#### PROBLEM DESCRIPTION
Take the records below and retype them line by line, from the first line through the one containing "async fn check(&self) -> bool;"; stop there.

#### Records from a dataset
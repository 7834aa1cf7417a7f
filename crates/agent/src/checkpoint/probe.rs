/// 健康探测
///
/// 检查点处于 pending 时按固定间隔执行；连续失败达到阈值即触发自动回滚。

use std::time::Duration;

use async_trait::async_trait;
use tracing::debug;

use crate::remote::{ApplyTarget, CommandSession};

#[async_trait]
pub trait HealthProbe: Send + Sync + 'static {
    /// 探测一次，true 表示健康
    async fn check(&self) -> bool;

    fn name(&self) -> &'static str;
}

fn argv(parts: &[&str]) -> Vec<String> {
    parts.iter().map(|s| s.to_string()).collect()
}

async fn open(target: &ApplyTarget, timeout: Duration) -> Option<Box<dyn CommandSession>> {
    match target.open(timeout).await {
        Ok(session) => Some(session),
        Err(e) => {
            debug!("探测会话建立失败: {}", e);
            None
        }
    }
}

/// 外部连通性：任一目标可达即视为健康
pub struct ConnectivityProbe {
    target: ApplyTarget,
    connect_timeout: Duration,
    hosts: Vec<String>,
}

impl ConnectivityProbe {
    pub fn new(target: ApplyTarget, connect_timeout: Duration) -> Self {
        Self {
            target,
            connect_timeout,
            hosts: vec![
                "8.8.8.8".to_string(),
                "1.1.1.1".to_string(),
                "google.com".to_string(),
            ],
        }
    }
}

#[async_trait]
impl HealthProbe for ConnectivityProbe {
    async fn check(&self) -> bool {
        let Some(mut session) = open(&self.target, self.connect_timeout).await else {
            return false;
        };

        let mut reachable = false;
        for host in &self.hosts {
            let cmd = argv(&["ping", "-c", "1", "-W", "2", host.as_str()]);
            if matches!(session.exec(&cmd).await, Ok(out) if out.success()) {
                reachable = true;
                break;
            }
        }
        let _ = session.close().await;
        reachable
    }

    fn name(&self) -> &'static str {
        "connectivity"
    }
}

/// 容器运行且健康状态为 healthy / starting / 无健康检查
pub struct ContainerHealthProbe {
    target: ApplyTarget,
    connect_timeout: Duration,
    docker_bin: String,
    container: String,
    runtime_endpoint: Option<String>,
}

impl ContainerHealthProbe {
    pub fn new(
        target: ApplyTarget,
        connect_timeout: Duration,
        docker_bin: impl Into<String>,
        container: impl Into<String>,
    ) -> Self {
        let runtime_endpoint = target.runtime_endpoint();
        Self {
            target,
            connect_timeout,
            docker_bin: docker_bin.into(),
            container: container.into(),
            runtime_endpoint,
        }
    }

    fn inspect(&self, format: &str) -> Vec<String> {
        let mut cmd = Vec::new();
        if let Some(endpoint) = &self.runtime_endpoint {
            cmd.push("env".to_string());
            cmd.push(format!("DOCKER_HOST={}", endpoint));
        }
        cmd.extend(argv(&[
            self.docker_bin.as_str(),
            "inspect",
            "--format",
            format,
            self.container.as_str(),
        ]));
        cmd
    }
}

/// 健康状态是否可接受
pub fn acceptable_health(status: &str) -> bool {
    matches!(status.trim(), "healthy" | "starting" | "" | "<no value>")
}

#[async_trait]
impl HealthProbe for ContainerHealthProbe {
    async fn check(&self) -> bool {
        let Some(mut session) = open(&self.target, self.connect_timeout).await else {
            return false;
        };

        let running = matches!(
            session.exec(&self.inspect("{{.State.Running}}")).await,
            Ok(out) if out.success() && out.stdout.trim() == "true"
        );
        let healthy = running
            && matches!(
                session.exec(&self.inspect("{{if .State.Health}}{{.State.Health.Status}}{{end}}")).await,
                Ok(out) if out.success() && acceptable_health(&out.stdout)
            );

        let _ = session.close().await;
        healthy
    }

    fn name(&self) -> &'static str {
        "container_health"
    }
}
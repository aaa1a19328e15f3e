use async_trait::async_trait;
use bigdecimal::BigDecimal;
use chrono::{DateTime, Utc};
use uuid::Uuid;

use crate::error::PaymentError;

pub mod midtrans;

pub use midtrans::{MidtransClient, MidtransConfig, MidtransNotification, NotificationVerifier};

#[derive(Debug, Clone, PartialEq)]
pub struct CreateLinkRequest {
    pub order_id: Uuid,
    pub amount: BigDecimal,
    pub description: Option<String>,
    pub expired_at: DateTime<Utc>,
}

/// Hosted checkout page returned by the gateway.
#[derive(Debug, Clone, PartialEq, Eq)]
pub struct PaymentLink {
    pub token: Option<String>,
    pub redirect_url: String,
}

#[async_trait]
pub trait PaymentGateway: Send + Sync {
    /// Any transport or validation problem comes back as `PaymentError::Gateway`.
    async fn create_link(&self, request: &CreateLinkRequest) -> Result<PaymentLink, PaymentError>;
}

#### EXERCISE ANSWER
repository 7834aa1cf7417a7f
filename crates/agent/src/checkpoint/probe.rs
/// 健康探测
///
/// 检查点处于 pending 时按固定间隔执行；连续失败达到阈值即触发自动回滚。

use std::time::Duration;

use async_trait::async_trait;
use tracing::debug;

use crate::remote::{ApplyTarget, CommandSession};

#[async_trait]
pub trait HealthProbe: Send + Sync + 'static {
    /// 探测一次，true 表示健康
    async fn check(&self) -> bool;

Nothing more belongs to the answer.